━━━ The records

//! Startup content installer for FAT volumes on NOR flash.
//!
//! At boot the firmware mounts its flash partition, formatting it when no
//! valid filesystem is found, and writes a build-time payload (the arcade
//! game script) to a fixed path. A failure is reported once and never stops
//! the device from booting.
//!
//! # Quick Start
//!
//! ```
//! use flashinst::{FlashVolume, MountOptions, flash_device, install_file};
//! use flashinst_adapters::{MemoryFlash, NorFlashConfig};
//!
//! let mut flash = MemoryFlash::new(512 * 1024);
//! let device = flash_device(&mut flash, NorFlashConfig::whole(512 * 1024)).unwrap();
//!
//! let volume = FlashVolume::mount(device, &MountOptions::new()).unwrap();
//! install_file(&volume, "/game.js", b"console.log('hi')").unwrap();
//! assert_eq!(volume.read_file("/game.js").unwrap(), b"console.log('hi')");
//! ```
//!
//! # Features
//!
//! - `chrono` (default): stamp entries with the local wall clock. Without it
//!   entries carry the FAT epoch unless a provider is configured.

#![warn(missing_docs)]

pub mod boot;
pub mod diagnostics;
pub mod error;
pub mod installer;
pub mod payload;
pub mod time;
pub mod volume;

pub use diagnostics::{DiagnosticSink, LogSink};
pub use error::{InstallError, InstallPhase, MountError};
pub use installer::{
    FlashContentInstaller, InstallOptions, InstallOutcome, InstallReport, Startup, install_file,
    install_file_with,
};
pub use payload::{DEFAULT_TARGET, GAME_JS, Payload};
pub use time::{DOS_EPOCH, FixedTimeProvider};
pub use volume::{
    EntryInfo, FlashDevice, FlashVolume, MountOptions, VolumeInfo, flash_device,
};

#[cfg(feature = "chrono")]
pub use time::ClockTimeProvider;

// Re-exported for callers implementing their own time providers
pub use fatfs;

━━━━━━

All lines above that contain the word "chrono" are to be copied.

//! - `chrono` (default): stamp entries with the local wall clock. Without it
#[cfg(feature = "chrono")]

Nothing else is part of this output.